I sometimes wonder if I was a tourist, white, brown, pink, or black, if she would have still wanted to lock me up, or just waved and say, "Hi, how are you doing. Beautiful day isn't it?" Of course that was before the Brimstone Hill incident. I was dressed like a tourist, but we are only 38,000 residents ... By now almost everyone have some awareness of our "tourism product" and what that is supposed to means to us. It is okay for a tourist to stay on the cruise ship overlooking the Port Zante Marina and Basseterre and take all the pictures he wish, but I cannot stay on Port Zante and struggle to take a few snaps from ground level, snaps of our beautiful Caribbean destination which I will ultimately seek to show the world .... anyway enough said about that.
In the British article it was a female officer, just like ours, and I am now wondering what these female officers have against male photographers. It can't be that so many "hurt" and "hurting" women are out there. I for one expect that women security officers, like mothers, would be more gentle and understanding, but I also know that women function by the book, strictly by the book, and before they make a mistake, they get on the phone and seek clarification. In SK I am seeing more women security officers these days, and I wonder if we are coming or going. I see some even toting guns, and even though I have not heard of women security shooting anyone here in the last 100 years, [except for the "accidental" "testicles" shooting incident] there is always a first and I have no intention of making that statistic. The law is on our side, until you speak of terrorism, and I have no doubt that someone can claim that our camera with a long/telephoto lens looked to them like a weapon of sorts.
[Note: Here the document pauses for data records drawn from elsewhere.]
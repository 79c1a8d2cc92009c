//! Best-effort persistence of batch telemetry.
//!
//! Sinks are called fire-and-forget after each batch. Their errors are
//! logged and dropped; they never influence request outcomes.

use std::time::Duration;

use async_trait::async_trait;
use chrono::{DateTime, Utc};
use parking_lot::Mutex;
use reqwest::Client;
use serde::Serialize;
use tracing::info;

use crate::error::SinkError;
use crate::types::{BatchId, BatchResult, RequestType};

/// Telemetry record for one executed batch
#[derive(Debug, Clone, PartialEq, Serialize)]
#[serde(rename_all = "camelCase")]
pub struct BatchRecord {
    pub batch_id: BatchId,
    pub request_type: RequestType,
    pub total_requests: usize,
    pub success_count: usize,
    pub total_cost: f64,
    pub savings: f64,
    pub recorded_at: DateTime<Utc>,
}

impl From<&BatchResult> for BatchRecord {
    fn from(batch: &BatchResult) -> Self {
        Self {
            batch_id: batch.batch_id,
            request_type: batch.request_type.clone(),
            total_requests: batch.size(),
            success_count: batch.success_count,
            total_cost: batch.total_cost,
            savings: batch.total_savings,
            recorded_at: Utc::now(),
        }
    }
}

/// Destination for batch telemetry
#[async_trait]
pub trait MetricsSink: Send + Sync {
    async fn persist(&self, record: BatchRecord) -> Result<(), SinkError>;
}

/// Discards every record
#[derive(Debug, Default, Clone, Copy)]
pub struct NoopSink;

#[async_trait]
impl MetricsSink for NoopSink {
    async fn persist(&self, _record: BatchRecord) -> Result<(), SinkError> {
        Ok(())
    }
}

/// Emits each record as a structured log line
#[derive(Debug, Default, Clone, Copy)]
pub struct TracingSink;

#[async_trait]
impl MetricsSink for TracingSink {
    async fn persist(&self, record: BatchRecord) -> Result<(), SinkError> {
        info!(
            batch_id = %record.batch_id,
            request_type = %record.request_type,
            total_requests = record.total_requests,
            success_count = record.success_count,
            total_cost = record.total_cost,
            savings = record.savings,
            "Batch metrics"
        );
        Ok(())
    }
}

/// Keeps records in memory
#[derive(Debug, Default)]
pub struct MemorySink {
    records: Mutex<Vec<BatchRecord>>,
}

impl MemorySink {
    pub fn new() -> Self {
        Self::default()
    }

    pub fn records(&self) -> Vec<BatchRecord> {
        self.records.lock().clone()
    }
}

#[async_trait]
impl MetricsSink for MemorySink {
    async fn persist(&self, record: BatchRecord) -> Result<(), SinkError> {
        self.records.lock().push(record);
        Ok(())
    }
}

/// Posts each record as JSON to an HTTP endpoint
#[derive(Clone)]
pub struct HttpMetricsSink {
    client: Client,
    endpoint: String,
}

impl HttpMetricsSink {
    pub fn new(endpoint: impl Into<String>) -> Result<Self, SinkError> {
        let client = Client::builder().timeout(Duration::from_secs(10)).build()?;
        Ok(Self { client, endpoint: endpoint.into() })
    }
}

#[async_trait]
impl MetricsSink for HttpMetricsSink {
    async fn persist(&self, record: BatchRecord) -> Result<(), SinkError> {
        let response = self.client.post(&self.endpoint).json(&record).send().await?;
        if !response.status().is_success() {
            return Err(SinkError::Rejected(response.status().as_u16()));
        }
        Ok(())
    }
}
//! Result store and waiter.
//!
//! The store holds terminal outcomes keyed by request id, together with the
//! set of ids that are claimed into executing batches. A batch publishes all
//! of its results under one lock acquisition, so readers never observe a
//! partially written batch, and an id leaves the in-flight set in the same
//! step its result becomes visible.

use std::collections::{HashMap, HashSet};
use std::time::Duration;

use chrono::Utc;
use parking_lot::Mutex;
use tokio::time::Instant;
use tracing::debug;

use crate::error::EngineError;
use crate::types::{InferenceResult, RequestId, ResultLookup};

#[derive(Debug, Default)]
struct StoreInner {
    results: HashMap<RequestId, InferenceResult>,
    in_flight: HashSet<RequestId>,
}

/// Process-lifetime store of request outcomes
#[derive(Debug, Default)]
pub struct ResultStore {
    inner: Mutex<StoreInner>,
}

impl ResultStore {
    pub fn new() -> Self {
        Self::default()
    }

    /// Record ids as claimed into an executing batch
    pub fn mark_in_flight<'a>(&self, ids: impl IntoIterator<Item = &'a RequestId>) {
        let mut inner = self.inner.lock();
        inner.in_flight.extend(ids.into_iter().copied());
    }

    /// Publish every result of a batch in one step
    pub fn publish_batch(&self, results: &[InferenceResult]) {
        let mut inner = self.inner.lock();
        for result in results {
            inner.in_flight.remove(&result.request_id);
            inner.results.insert(result.request_id, result.clone());
        }
        debug!(count = results.len(), "Batch results published");
    }

    /// Store the outcome of a request that never reached a batch
    pub fn insert(&self, result: InferenceResult) {
        let mut inner = self.inner.lock();
        inner.in_flight.remove(&result.request_id);
        inner.results.insert(result.request_id, result);
    }

    pub fn get(&self, id: &RequestId) -> Option<InferenceResult> {
        self.inner.lock().results.get(id).cloned()
    }

    /// Lookup that distinguishes in-flight ids from unknown ones.
    ///
    /// Ids that are still queued are not known to the store; callers check
    /// the queue first.
    pub fn lookup(&self, id: &RequestId) -> ResultLookup {
        let inner = self.inner.lock();
        if let Some(result) = inner.results.get(id) {
            ResultLookup::Ready(result.clone())
        } else if inner.in_flight.contains(id) {
            ResultLookup::Pending
        } else {
            ResultLookup::NotFound
        }
    }

    pub fn is_in_flight(&self, id: &RequestId) -> bool {
        self.inner.lock().in_flight.contains(id)
    }

    pub fn is_resolved(&self, id: &RequestId) -> bool {
        self.inner.lock().results.contains_key(id)
    }

    /// Number of ids claimed into executing batches
    pub fn in_flight_count(&self) -> usize {
        self.inner.lock().in_flight.len()
    }

    /// Number of stored results
    pub fn len(&self) -> usize {
        self.inner.lock().results.len()
    }

    pub fn is_empty(&self) -> bool {
        self.len() == 0
    }

    /// Drop results that completed more than `older_than` ago.
    ///
    /// Purged ids report `NotFound` afterwards.
    pub fn purge(&self, older_than: Duration) -> usize {
        let cutoff = match chrono::Duration::from_std(older_than) {
            Ok(age) => Utc::now() - age,
            Err(_) => return 0,
        };
        let mut inner = self.inner.lock();
        let before = inner.results.len();
        inner.results.retain(|_, result| result.completed_at > cutoff);
        before - inner.results.len()
    }
}

/// Poll `lookup` until it yields a result or `timeout` elapses.
///
/// Timing out does not affect the underlying request; a later lookup can
/// still retrieve its result.
pub async fn wait_for_result<F>(
    id: RequestId,
    timeout: Duration,
    poll_interval: Duration,
    lookup: F,
) -> Result<InferenceResult, EngineError>
where
    F: Fn(&RequestId) -> ResultLookup,
{
    let started = Instant::now();
    let deadline = started + timeout;

    loop {
        match lookup(&id) {
            ResultLookup::Ready(result) => return Ok(result),
            ResultLookup::NotFound => return Err(EngineError::NotFound(id)),
            ResultLookup::Pending => {}
        }

        let now = Instant::now();
        if now >= deadline {
            return Err(EngineError::Timeout { id, waited: now - started });
        }
        tokio::time::sleep(poll_interval.min(deadline - now)).await;
    }
}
Everyone with a camera must be concerned. Even a point-and-shoot can be considered a serious threat to the paranoids waging the war. If it looks like a camera, it must be a camera. As we approach 2012 some folks feel that matters like these can become more significant, and maybe they will if photographers do nothing but just lie down and play dead. But maybe there is really nothing that can be done. We live in a matrix and the program is running, and maybe we can't even introduce a virus to try changing anything. But all is not lost, because we can extricate ourselves from the battle zone and battle fields and pursue our photography in peace. If we need to go into the war zone, there are endless models to emulate, and after all is said and done, photographers will still be on the front lines, and even more than may be expected.
But as for me, I am staying in the Command center and at Master control, because someone has to receive your images, and send them out across the world.